Personal information
- Date of birth: 10 January 1967 (age 59)
- Place of birth: Cork, Ireland
- Position: Midfielder

College career
- Years: Team / Apps / (Gls)
- 1986–1989: Seton Hall

Senior career*
- Years: Team / Apps / (Gls)
- 1984–1985: Cork City F.C.
- 1990–1991: Boston Bolts
- 1993–1994: New York Fever
- 1995–1996: New Jersey Stallions
- 1996: → MetroStars (loan) / 8 / (1)
- 1997: Connecticut Wolves / 17 / (1)
- 1998: Reading Rage /  / (0)

Managerial career
- North Jersey Imperials
- 2001: Rutgers (assistant)
- 2002–2005: Boston College (assistant)
- 2006–2021: Delaware

= Ian Hennessy =

Irish footballer

Ian Hennessy (born 10 January 1967) is an Irish soccer coach and former professional player who was most recently the head coach of the University of Delaware. He came to the United States after being rejected by Arsenal, then returned to Ireland, playing for Cork City in their inaugural season in the League of Ireland during 1984. He also played for the Ireland youth team.

He was an All-American and twice named Big East Most Outstanding Player whilst with Seton Hall, winning three Big East titles. He then went on to play professional soccer with the Boston Bolts, the New York Fever, the New Jersey Stallions, the Connecticut Wolves, the Reading Rage, and as part of the MetroStars squad under manager Carlos Queiroz in Major League Soccer (MLS) first season in 1996.

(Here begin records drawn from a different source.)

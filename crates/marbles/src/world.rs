use std::collections::HashMap;

use nalgebra::{Point2, Vector2};

use crate::body::{Body, BodyError, BodyId};

/// Tag shared by a group of bodies inserted together
#[derive(Debug, Clone, Copy, PartialEq, Eq, Hash)]
pub struct BatchId(pub u32);

/// Parameters for a body about to be inserted
///
/// Identity is assigned by the world at insertion, so specs carry everything
/// except the id.
#[derive(Debug, Clone, Copy)]
pub struct BodySpec {
    pub position: Point2<f64>,
    pub velocity: Vector2<f64>,
    pub radius: f64,
    pub mass: f64,
    pub friction: f64,
}

impl BodySpec {
    pub fn new(x: f64, y: f64, radius: f64, mass: f64, friction: f64) -> Self {
        Self {
            position: Point2::new(x, y),
            velocity: Vector2::zeros(),
            radius,
            mass,
            friction,
        }
    }

    pub fn with_velocity(mut self, vx: f64, vy: f64) -> Self {
        self.velocity = Vector2::new(vx, vy);
        self
    }
}

/// Insertion-ordered collection of live bodies
///
/// The world owns every body exclusively; everything else refers to bodies
/// by id, and an id lookup after the owning body died simply returns `None`.
/// Ids are handed out from a monotonic counter and never reused. Insertion
/// order is both the iteration order for laws and the draw order handed to
/// the renderer.
///
/// # Examples
///
/// ```
/// use marbles::world::{BodySpec, World};
///
/// let mut world = World::new();
/// let id = world.add_body(BodySpec::new(0.0, 0.0, 5.0, 10.0, 0.0)).unwrap();
///
/// assert_eq!(world.len(), 1);
/// assert!(world.get(id).is_some());
///
/// world.get_mut(id).unwrap().mark_dead();
/// world.sweep_dead();
/// assert!(world.get(id).is_none());
/// ```
#[derive(Debug, Default)]
pub struct World {
    bodies: Vec<Body>,
    next_id: u32,
    next_batch: u32,
    batches: HashMap<BatchId, Vec<BodyId>>,
}

impl World {
    pub fn new() -> Self {
        Self::default()
    }

    /// Validate and insert a single body, returning its id
    pub fn add_body(&mut self, spec: BodySpec) -> Result<BodyId, BodyError> {
        let id = BodyId(self.next_id);
        let body = Body::new(
            id,
            spec.position,
            spec.velocity,
            spec.radius,
            spec.mass,
            spec.friction,
        )?;
        self.next_id += 1;
        self.bodies.push(body);
        Ok(id)
    }

    /// Insert a group of bodies under a shared batch tag
    ///
    /// Validation is all-or-nothing: if any spec is rejected, nothing is
    /// inserted. Per-body identity stays independent of the batch; the tag
    /// is bookkeeping only.
    pub fn add_batch(&mut self, specs: &[BodySpec]) -> Result<BatchId, BodyError> {
        let mut staged = Vec::with_capacity(specs.len());
        for (offset, spec) in specs.iter().enumerate() {
            let id = BodyId(self.next_id + offset as u32);
            staged.push(Body::new(
                id,
                spec.position,
                spec.velocity,
                spec.radius,
                spec.mass,
                spec.friction,
            )?);
        }

        let batch = BatchId(self.next_batch);
        self.next_batch += 1;
        self.next_id += staged.len() as u32;
        self.batches
            .insert(batch, staged.iter().map(|b| b.id).collect());
        self.bodies.extend(staged);
        Ok(batch)
    }

    /// Ids of the batch members still alive, in insertion order
    pub fn batch_members(&self, batch: BatchId) -> &[BodyId] {
        self.batches.get(&batch).map_or(&[], Vec::as_slice)
    }

    pub fn get(&self, id: BodyId) -> Option<&Body> {
        self.bodies.iter().find(|b| b.id == id)
    }

    pub fn get_mut(&mut self, id: BodyId) -> Option<&mut Body> {
        self.bodies.iter_mut().find(|b| b.id == id)
    }

    /// Mutable access to two distinct bodies at once
    ///
    /// Needed by pairwise resolution, which writes both sides of a contact.
    /// Returns `None` if the ids are equal or either body is gone.
    pub fn get_pair_mut(&mut self, a: BodyId, b: BodyId) -> Option<(&mut Body, &mut Body)> {
        if a == b {
            return None;
        }
        let ia = self.bodies.iter().position(|x| x.id == a)?;
        let ib = self.bodies.iter().position(|x| x.id == b)?;
        let (lo, hi) = (ia.min(ib), ia.max(ib));
        let (left, right) = self.bodies.split_at_mut(hi);
        let (first, second) = (&mut left[lo], &mut right[0]);
        if ia < ib {
            Some((first, second))
        } else {
            Some((second, first))
        }
    }

    /// Mutable access to two bodies by position in the iteration order
    ///
    /// `i` and `j` must be distinct and in bounds.
    pub fn index_pair_mut(&mut self, i: usize, j: usize) -> (&mut Body, &mut Body) {
        assert_ne!(i, j, "pair indices must be distinct");
        let (lo, hi) = (i.min(j), i.max(j));
        let (left, right) = self.bodies.split_at_mut(hi);
        let (first, second) = (&mut left[lo], &mut right[0]);
        if i < j {
            (first, second)
        } else {
            (second, first)
        }
    }

    /// All bodies in insertion order, tombstones included mid-frame
    pub fn bodies(&self) -> &[Body] {
        &self.bodies
    }

    pub fn iter_mut(&mut self) -> impl Iterator<Item = &mut Body> {
        self.bodies.iter_mut()
    }

    /// Bodies not yet tombstoned, in insertion order
    pub fn live(&self) -> impl Iterator<Item = &Body> {
        self.bodies.iter().filter(|b| !b.is_dead())
    }

    pub fn len(&self) -> usize {
        self.bodies.len()
    }

    pub fn is_empty(&self) -> bool {
        self.bodies.is_empty()
    }

    pub fn reset_accelerations(&mut self) {
        for body in &mut self.bodies {
            body.reset_acceleration();
        }
    }

    /// Fastest live body's speed, 0 for an empty world
    pub fn max_speed(&self) -> f64 {
        self.live().map(Body::speed).fold(0.0, f64::max)
    }

    pub fn total_momentum(&self) -> Vector2<f64> {
        self.live()
            .map(Body::momentum)
            .fold(Vector2::zeros(), |acc, p| acc + p)
    }

    pub fn total_kinetic_energy(&self) -> f64 {
        self.live().map(Body::kinetic_energy).sum()
    }

    pub fn total_mass(&self) -> f64 {
        self.live().map(|b| b.mass).sum()
    }

    /// Remove tombstoned bodies in one compaction pass
    ///
    /// Runs only between frames so that pairwise iteration never sees its
    /// indices shift. Survivors keep their relative order. Batch tags of
    /// swept bodies are dropped in the same pass.
    pub fn sweep_dead(&mut self) {
        if !self.bodies.iter().any(Body::is_dead) {
            return;
        }
        self.bodies.retain(|b| !b.is_dead());

        let live: Vec<BodyId> = self.bodies.iter().map(|b| b.id).collect();
        for members in self.batches.values_mut() {
            members.retain(|id| live.contains(id));
        }
        self.batches.retain(|_, members| !members.is_empty());
    }
}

Hennessy holds a PhD in Molecular Biology from Columbia University in New York City and a bachelor's degree from Seton Hall.

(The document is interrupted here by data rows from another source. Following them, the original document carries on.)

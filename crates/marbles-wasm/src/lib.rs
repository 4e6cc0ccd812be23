//! WASM bindings for the marbles simulation core.
//!
//! This crate is the seam between the core and a browser embedding: the
//! rendering loop calls `simulation_advance_frame` once per animation tick,
//! the input listeners push pointer snapshots in, and the renderer pulls a
//! serializable body list out.
//!
//! # Architecture
//!
//! Simulation state lives in thread-local storage (WASM is single-threaded).
//! Functions take an opaque simulation id and exchange serde-serializable
//! snapshots with JavaScript.
//!
//! # Example Usage (JavaScript)
//!
//! ```javascript
//! const simId = simulation_create({ gravity: 0.05, contact: "merge", interaction: "drag" });
//!
//! simulation_add_body(simId, { x: 100, y: 100, radius: 10, mass: 50 });
//!
//! canvas.addEventListener("pointermove", (e) =>
//!   simulation_set_pointer(simId, { x: e.offsetX, y: e.offsetY, pressed, justPressed }));
//!
//! function tick() {
//!   simulation_advance_frame(simId);
//!   draw(simulation_get_bodies(simId));
//!   requestAnimationFrame(tick);
//! }
//! ```

use std::cell::RefCell;
use std::collections::HashMap;

use serde::{Deserialize, Serialize};
use wasm_bindgen::prelude::*;

use marbles::collisions::{ContactLaw, ContactResponse};
use marbles::laws::interaction::{DirectDrag, EasedPull, Slingshot};
use marbles::laws::{PlayZone, PointerGravity};
use marbles::stepper::FrequencyMode;
use marbles::world::BodySpec;
use marbles::{PointerState, SimConfig, Simulation};

// =============================================================================
// Serialization helpers
// =============================================================================

fn to_js<T: Serialize>(value: &T) -> Result<JsValue, JsError> {
    serde_wasm_bindgen::to_value(value).map_err(|e| JsError::new(&e.to_string()))
}

fn from_js<T: serde::de::DeserializeOwned>(value: JsValue) -> Result<T, JsError> {
    serde_wasm_bindgen::from_value(value).map_err(|e| JsError::new(&e.to_string()))
}

// =============================================================================
// Thread-local storage for simulation state
// =============================================================================

thread_local! {
    static SIMULATIONS: RefCell<HashMap<u32, Simulation>> = RefCell::new(HashMap::new());
    static NEXT_SIM_ID: RefCell<u32> = const { RefCell::new(0) };
}

fn with_simulation<T>(
    sim_id: u32,
    f: impl FnOnce(&mut Simulation) -> Result<T, JsError>,
) -> Result<T, JsError> {
    SIMULATIONS.with(|sims| {
        let mut sims = sims.borrow_mut();
        let sim = sims
            .get_mut(&sim_id)
            .ok_or_else(|| JsError::new(&format!("Simulation {} not found", sim_id)))?;
        f(sim)
    })
}

// =============================================================================
// Serializable types for JavaScript interop
// =============================================================================

/// Engine options accepted by `simulation_create`
#[derive(Clone, Debug, Deserialize)]
#[serde(rename_all = "camelCase", default)]
pub struct EngineInput {
    /// Gravitational constant
    pub gravity: f64,
    /// Global linear drag coefficient
    pub drag: f64,
    /// Boundary bounce energy retention
    pub restitution: f64,
    /// Play zone as [left, top, right, bottom]; absent means unbounded
    pub play_zone: Option<[f64; 4]>,
    /// Collision response: "merge", "elastic" or "none"
    pub contact: String,
    /// Pointer interaction: "drag", "ease", "slingshot", "attract" or "none"
    pub interaction: String,
    /// Easing coefficient for the "ease" interaction
    pub easing: f64,
    /// Elasticity for the "slingshot" interaction
    pub elasticity: f64,
    /// Band length limit for the "slingshot" interaction
    pub edge: f64,
    /// Invisible mass at the cursor for the "attract" interaction
    pub pointer_mass: f64,
    /// Starting sub-step count
    pub substeps: u32,
    /// Sub-step policy: "balanced", "turbo" or "fixed"
    pub mode: String,
}

impl Default for EngineInput {
    fn default() -> Self {
        Self {
            gravity: 0.1,
            drag: 0.0,
            restitution: 0.8,
            play_zone: None,
            contact: "merge".to_string(),
            interaction: "drag".to_string(),
            easing: 0.5,
            elasticity: 2.0,
            edge: 300.0,
            pointer_mass: 30.0,
            substeps: 1,
            mode: "balanced".to_string(),
        }
    }
}

/// Body parameters for adding new bodies
#[derive(Clone, Copy, Debug, Deserialize)]
#[serde(rename_all = "camelCase", default)]
pub struct BodyInput {
    pub x: f64,
    pub y: f64,
    pub radius: f64,
    pub mass: f64,
    pub friction: f64,
    pub vx: f64,
    pub vy: f64,
}

impl Default for BodyInput {
    fn default() -> Self {
        Self {
            x: 0.0,
            y: 0.0,
            radius: 1.0,
            mass: 1.0,
            friction: 0.0,
            vx: 0.0,
            vy: 0.0,
        }
    }
}

impl From<BodyInput> for BodySpec {
    fn from(input: BodyInput) -> Self {
        BodySpec::new(input.x, input.y, input.radius, input.mass, input.friction)
            .with_velocity(input.vx, input.vy)
    }
}

/// Pointer snapshot pushed in by the input listeners
#[derive(Clone, Copy, Debug, Deserialize)]
#[serde(rename_all = "camelCase", default)]
pub struct PointerInput {
    pub x: f64,
    pub y: f64,
    pub pressed: bool,
    pub just_pressed: bool,
}

impl Default for PointerInput {
    fn default() -> Self {
        Self {
            x: 0.0,
            y: 0.0,
            pressed: false,
            just_pressed: false,
        }
    }
}

/// Body state snapshot handed to the renderer
#[derive(Clone, Debug, Serialize)]
#[serde(rename_all = "camelCase")]
pub struct BodySnapshot {
    pub id: u32,
    pub x: f64,
    pub y: f64,
    pub vx: f64,
    pub vy: f64,
    pub radius: f64,
    pub mass: f64,
    pub captured: bool,
}

/// Frame-level diagnostics
#[derive(Clone, Debug, Serialize)]
#[serde(rename_all = "camelCase")]
pub struct FrameSnapshot {
    pub body_count: usize,
    pub substeps: u32,
    pub max_speed: f64,
    pub total_kinetic_energy: f64,
}

// =============================================================================
// Simulation management
// =============================================================================

/// Create a new simulation from engine options.
///
/// Returns a simulation id for use with the other functions. Unknown option
/// strings fall back to "none".
#[wasm_bindgen]
pub fn simulation_create(options: JsValue) -> Result<u32, JsError> {
    let input: EngineInput = if options.is_undefined() || options.is_null() {
        EngineInput::default()
    } else {
        from_js(options)?
    };

    let config = SimConfig {
        g: input.gravity,
        drag: input.drag,
        restitution: input.restitution,
        play_zone: input
            .play_zone
            .map(|[left, top, right, bottom]| PlayZone::new(left, top, right, bottom)),
        ..SimConfig::default()
    };

    let mut pipeline = config.standard_pipeline();
    match input.interaction.as_str() {
        "drag" => pipeline.register(DirectDrag::new()),
        "ease" => pipeline.register(EasedPull::new(input.easing)),
        "slingshot" => pipeline.register(Slingshot::new(input.elasticity, input.edge)),
        "attract" => pipeline.register(PointerGravity::new(input.gravity, input.pointer_mass)),
        _ => {}
    }
    match input.contact.as_str() {
        "merge" => pipeline.register(ContactLaw::new(ContactResponse::Merge)),
        "elastic" => pipeline.register(ContactLaw::new(ContactResponse::Elastic)),
        _ => {}
    }

    let mode = match input.mode.as_str() {
        "turbo" => FrequencyMode::Turbo,
        "fixed" => FrequencyMode::Fixed,
        _ => FrequencyMode::Balanced,
    };

    let simulation = Simulation::with_pipeline(config, pipeline, input.substeps, mode);

    let id = NEXT_SIM_ID.with(|next_id| {
        let mut id = next_id.borrow_mut();
        let current = *id;
        *id += 1;
        current
    });

    SIMULATIONS.with(|sims| {
        sims.borrow_mut().insert(id, simulation);
    });

    Ok(id)
}

/// Delete a simulation to free memory.
#[wasm_bindgen]
pub fn simulation_delete(sim_id: u32) {
    SIMULATIONS.with(|sims| {
        sims.borrow_mut().remove(&sim_id);
    });
}

// =============================================================================
// Body management
// =============================================================================

/// Add a single body.
///
/// Rejects non-positive mass and negative radius.
///
/// # Returns
/// The new body's id
#[wasm_bindgen]
pub fn simulation_add_body(sim_id: u32, body: JsValue) -> Result<u32, JsError> {
    let input: BodyInput = from_js(body)?;
    with_simulation(sim_id, |sim| {
        let id = sim
            .add_body(input.into())
            .map_err(|e| JsError::new(&e.to_string()))?;
        Ok(id.0)
    })
}

/// Add a group of bodies under one batch tag.
///
/// # Returns
/// The batch id
#[wasm_bindgen]
pub fn simulation_add_bodies(sim_id: u32, bodies: JsValue) -> Result<u32, JsError> {
    let inputs: Vec<BodyInput> = from_js(bodies)?;
    let specs: Vec<BodySpec> = inputs.into_iter().map(BodySpec::from).collect();
    with_simulation(sim_id, |sim| {
        let batch = sim
            .add_bodies(&specs)
            .map_err(|e| JsError::new(&e.to_string()))?;
        Ok(batch.0)
    })
}

// =============================================================================
// Pointer input and frame stepping
// =============================================================================

/// Push the latest pointer snapshot.
///
/// The interaction laws read this on every sub-step of the next frame.
#[wasm_bindgen]
pub fn simulation_set_pointer(sim_id: u32, pointer: JsValue) -> Result<(), JsError> {
    let input: PointerInput = from_js(pointer)?;
    let state = match (input.pressed, input.just_pressed) {
        (true, true) => PointerState::press(input.x, input.y),
        (true, false) => PointerState::drag(input.x, input.y),
        (false, _) => PointerState::hover(input.x, input.y),
    };
    with_simulation(sim_id, |sim| {
        sim.set_pointer(state);
        Ok(())
    })
}

/// Run one full frame: all sub-steps, the dead-body sweep, and the
/// sub-step retune.
///
/// # Returns
/// The sub-step count the next frame will run with
#[wasm_bindgen]
pub fn simulation_advance_frame(sim_id: u32) -> Result<u32, JsError> {
    with_simulation(sim_id, |sim| {
        sim.advance_frame();
        Ok(sim.substeps())
    })
}

// =============================================================================
// State queries
// =============================================================================

/// Get all bodies for rendering, in draw order.
#[wasm_bindgen]
pub fn simulation_get_bodies(sim_id: u32) -> Result<JsValue, JsError> {
    with_simulation(sim_id, |sim| {
        let bodies: Vec<BodySnapshot> = sim
            .bodies()
            .iter()
            .map(|b| BodySnapshot {
                id: b.id.0,
                x: b.position.x,
                y: b.position.y,
                vx: b.velocity.x,
                vy: b.velocity.y,
                radius: b.radius,
                mass: b.mass,
                captured: b.is_captured(),
            })
            .collect();
        to_js(&bodies)
    })
}

/// Get frame-level diagnostics.
#[wasm_bindgen]
pub fn simulation_get_frame(sim_id: u32) -> Result<JsValue, JsError> {
    with_simulation(sim_id, |sim| {
        let snapshot = FrameSnapshot {
            body_count: sim.bodies().len(),
            substeps: sim.substeps(),
            max_speed: sim.world().max_speed(),
            total_kinetic_energy: sim.world().total_kinetic_energy(),
        };
        to_js(&snapshot)
    })
}

/// Get the current body count.
#[wasm_bindgen]
pub fn simulation_body_count(sim_id: u32) -> Result<usize, JsError> {
    with_simulation(sim_id, |sim| Ok(sim.bodies().len()))
}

He has worked as a state and regional coach for the Olympic Development Program (ODP) and served as an assistant to Bob Reasso at Rutgers University in the Big East and Ed Kelly of Boston College in the Atlantic Coast Conference (ACC). As well as coaching at the University of Delaware, he works as a scout for the United States Soccer Federation(USSF). He was the coach of the Blue Hens until 2021 when he was fired.